9.19.2009

Portrait of a Lady: Carla Accardi


The missing link: a photograph of Carla Accardi

"For me, art and life run parallel to each other. On one hand, I made art mythical. On the other, I wanted to understand what lay behind it and I wanted for people not to feel stuck in front of a work. I found that to be too automatic a position. I wanted the audience to be shaken, to love art while rediscovering that life lies behind it."
-- Carla Accardi in an interview, FlashArt


On the influential margin of postwar art in Italy stands Carla Accardi. Born in 1924 in Trapani, Sicily,
Accardi recounts that she grew up in a somewhat insular ambience, an Italy in which "the Futurists were part of the past." After formal artistic training in the academies of Rome and Florence, Accardi settled in Florence and began an artistic legacy that to this day has made her one of the most endearing artists in Italy.

I like to think of her as thegrand dame of postwar Italian art. She represents the bridge between the modern art of the early 20th century, namely Balla and the Futurists, and the usurpers of that crown in 1960's Italy, the artists associated with Arte Povera, the conceptual movement which praised impoverished materials and organic processes over conventional media.
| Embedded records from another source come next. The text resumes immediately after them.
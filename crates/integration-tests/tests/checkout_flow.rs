//! From cart to stored order.

#![allow(clippy::unwrap_used)]

use std::sync::Arc;

use rust_decimal::Decimal;

use parfum_core::{CurrencyCode, OrderStatus, PaymentStatus};
use parfum_storefront::cart::{CartAggregator, LineItem, MemoryCartStore};
use parfum_storefront::checkout::{
    self, Checkout, CheckoutForm, MemoryOrderStore, OrderStore, OrderStoreError, PaymentMethod,
    ShippingMethod, ValidationError,
};
use parfum_storefront::session::{Identity, LocalSession, SessionUser};
use parfum_storefront::AppError;

fn form() -> CheckoutForm {
    CheckoutForm {
        name: "Sari Wulandari".to_string(),
        phone: "081234567890".to_string(),
        address: "Jl. Melati No. 7".to_string(),
        city: "Bandung".to_string(),
        postal_code: "40115".to_string(),
        shipping_method: ShippingMethod::Sicepat,
        payment_method: PaymentMethod::Qris,
        notes: "  Tolong bungkus rapi  ".to_string(),
    }
}

fn session() -> LocalSession {
    LocalSession::signed_in(SessionUser::new("user-1", "sari@example.com"))
}

fn filled_cart() -> CartAggregator<Arc<MemoryCartStore>> {
    let mut cart =
        CartAggregator::restore(Arc::new(MemoryCartStore::new()), CurrencyCode::IDR).unwrap();
    cart.add(LineItem::new("aventus", "fullbottle", "Aventus", Decimal::from(500_000), 2))
        .unwrap();
    cart.add(LineItem::new("aventus", "decant5ml", "Aventus", Decimal::from(95_000), 1))
        .unwrap();
    cart
}

#[test]
fn test_empty_cart_is_rejected_and_left_alone() {
    let store = Arc::new(MemoryCartStore::new());
    let cart = CartAggregator::restore(Arc::clone(&store), CurrencyCode::IDR).unwrap();

    let err = checkout::draft(
        cart.snapshot(),
        cart.currency(),
        &form(),
        session().current_user().as_ref(),
    )
    .unwrap_err();

    assert_eq!(err, ValidationError::EmptyCart);
    assert!(cart.is_empty());
    assert_eq!(store.write_count(), 0);
}

#[test]
fn test_logged_out_shopper_cannot_draft() {
    let cart = filled_cart();
    let session = session();
    session.logout();

    let err = checkout::draft(
        cart.snapshot(),
        cart.currency(),
        &form(),
        session.current_user().as_ref(),
    )
    .unwrap_err();
    assert_eq!(err, ValidationError::MissingIdentity);
    assert!(matches!(AppError::from(err), AppError::Validation(_)));
}

#[tokio::test]
async fn test_submit_stores_order_and_clears_cart() {
    let mut cart = filled_cart();
    let checkout = Checkout::new(MemoryOrderStore::new());

    let draft = checkout::draft(
        cart.snapshot(),
        cart.currency(),
        &form(),
        session().current_user().as_ref(),
    )
    .unwrap();
    assert_eq!(draft.total().amount, Decimal::from(1_095_000));

    let id = checkout.submit(draft, &mut cart).await.unwrap();
    assert!(cart.is_empty());
    assert_eq!(cart.store().stored_items().unwrap(), Vec::<LineItem>::new());

    let order = checkout.orders().get(&id).await.unwrap();
    assert_eq!(order.status, OrderStatus::Processing);
    assert_eq!(order.payment_status, PaymentStatus::Pending);
    assert_eq!(order.customer.email, "sari@example.com");
    assert_eq!(order.line_items.len(), 2);
    assert_eq!(order.shipping.city.as_str(), "Bandung");
    assert_eq!(order.shipping.method, ShippingMethod::Sicepat);
    assert_eq!(order.payment_method, PaymentMethod::Qris);
    assert_eq!(order.notes, "Tolong bungkus rapi");
}

#[tokio::test]
async fn test_failed_submit_keeps_cart_and_draft() {
    let mut cart = filled_cart();
    let before = cart.snapshot();
    let checkout = Checkout::new(MemoryOrderStore::new());
    checkout.orders().set_fail_writes(true);

    let draft = checkout::draft(
        cart.snapshot(),
        cart.currency(),
        &form(),
        session().current_user().as_ref(),
    )
    .unwrap();
    let expected = draft.clone();

    let err = checkout.submit(draft, &mut cart).await.unwrap_err();
    assert!(matches!(err.source, OrderStoreError::Unavailable(_)));
    assert_eq!(cart.snapshot(), before);

    let draft = err.into_draft();
    assert_eq!(draft, expected);

    checkout.orders().set_fail_writes(false);
    checkout.submit(draft, &mut cart).await.unwrap();
    assert!(cart.is_empty());
    assert_eq!(checkout.orders().list_orders(None).await.unwrap().len(), 1);
}

#[tokio::test]
async fn test_status_axes_are_independent() {
    let mut cart = filled_cart();
    let checkout = Checkout::new(MemoryOrderStore::new());
    let draft = checkout::draft(
        cart.snapshot(),
        cart.currency(),
        &form(),
        session().current_user().as_ref(),
    )
    .unwrap();
    let id = checkout.submit(draft, &mut cart).await.unwrap();
    let orders = checkout.orders();

    let order = orders
        .update_payment_status(&id, PaymentStatus::Paid)
        .await
        .unwrap();
    assert_eq!(order.payment_status, PaymentStatus::Paid);
    assert_eq!(order.status, OrderStatus::Processing);

    let err = orders
        .update_status(&id, OrderStatus::Completed)
        .await
        .unwrap_err();
    assert!(matches!(
        err,
        OrderStoreError::InvalidTransition {
            from: OrderStatus::Processing,
            to: OrderStatus::Completed
        }
    ));

    orders.update_status(&id, OrderStatus::Shipped).await.unwrap();
    let order = orders
        .update_status(&id, OrderStatus::Completed)
        .await
        .unwrap();
    assert_eq!(order.status, OrderStatus::Completed);
    assert_eq!(order.payment_status, PaymentStatus::Paid);

    assert!(
        orders
            .update_status(&id, OrderStatus::Cancelled)
            .await
            .is_err()
    );

    let stats = orders.stats().await.unwrap();
    assert_eq!(stats.total_orders, 1);
    assert_eq!(stats.pending_orders, 0);
    assert_eq!(stats.revenue, Decimal::from(1_095_000));
}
She was also very friendly with Lucio Fontana, the Argentinean-born Italian whose violently slashed canvases echo a school of thought that he would usher to the world as Spazialismo. It was a result of Fontana's suggestion that Accardi was given her own tent in the 1964 Biennale di Venezia.

However, Accardi's work strides outside the parameters of Futurism, Arte Povera, and Spatialism. Her art takes the form of vivaciously repeated designs, often created with gouache. She also, famously, created art on a flexible plastic media called sicofoil in the sixties. These transparent "canvases," no less cunningly-crafted than the other gouaches, add an element of the unexpected to the viewer's interaction with the work.

Accardi's artistic process, as captivating to interior design as it is relevant to contemporary art practice, involves a dual vision that stresses a scientific aspect (think: an amoeba shrinking or multiplying) and also a geometrical approach. I tend to faintly trace the idea of the kilim, or prayer rug, in my mind when confronted with her colorful works. In fact, I would risk it to say that much of Accardi's work strongly reminds me of the sinuous fractals found in Islamic art (Accardi would not be the only Italian artist influenced by Islamic art -- her compatriot Alighiero Boetti made a voyage to Afghanistan in the 70's, which resulted in his infamousMappa del Mondo series).


Blu Viola, 1962. gouache on paper; 44 1/2 x 32 1/2 inches.



Biancobianco, 1968. enamel on sicofoil; 38 13/16 x 24 inches.


Senza Titolo, 1972. gouache on paper on canvas; 37 7/16 x 38 3/16.




Memorie della Sicilia, 1963. casein on canvas; 23 5/8 x 19 11/16 inches.


Rosso Scuro, 1974. enamel on sicofoil; 50 1/4 x 75 7/8 x 3 1/2 inches.


A Settori, 1962. gouache on paper; 27 1/2 x 39 3/8 inches.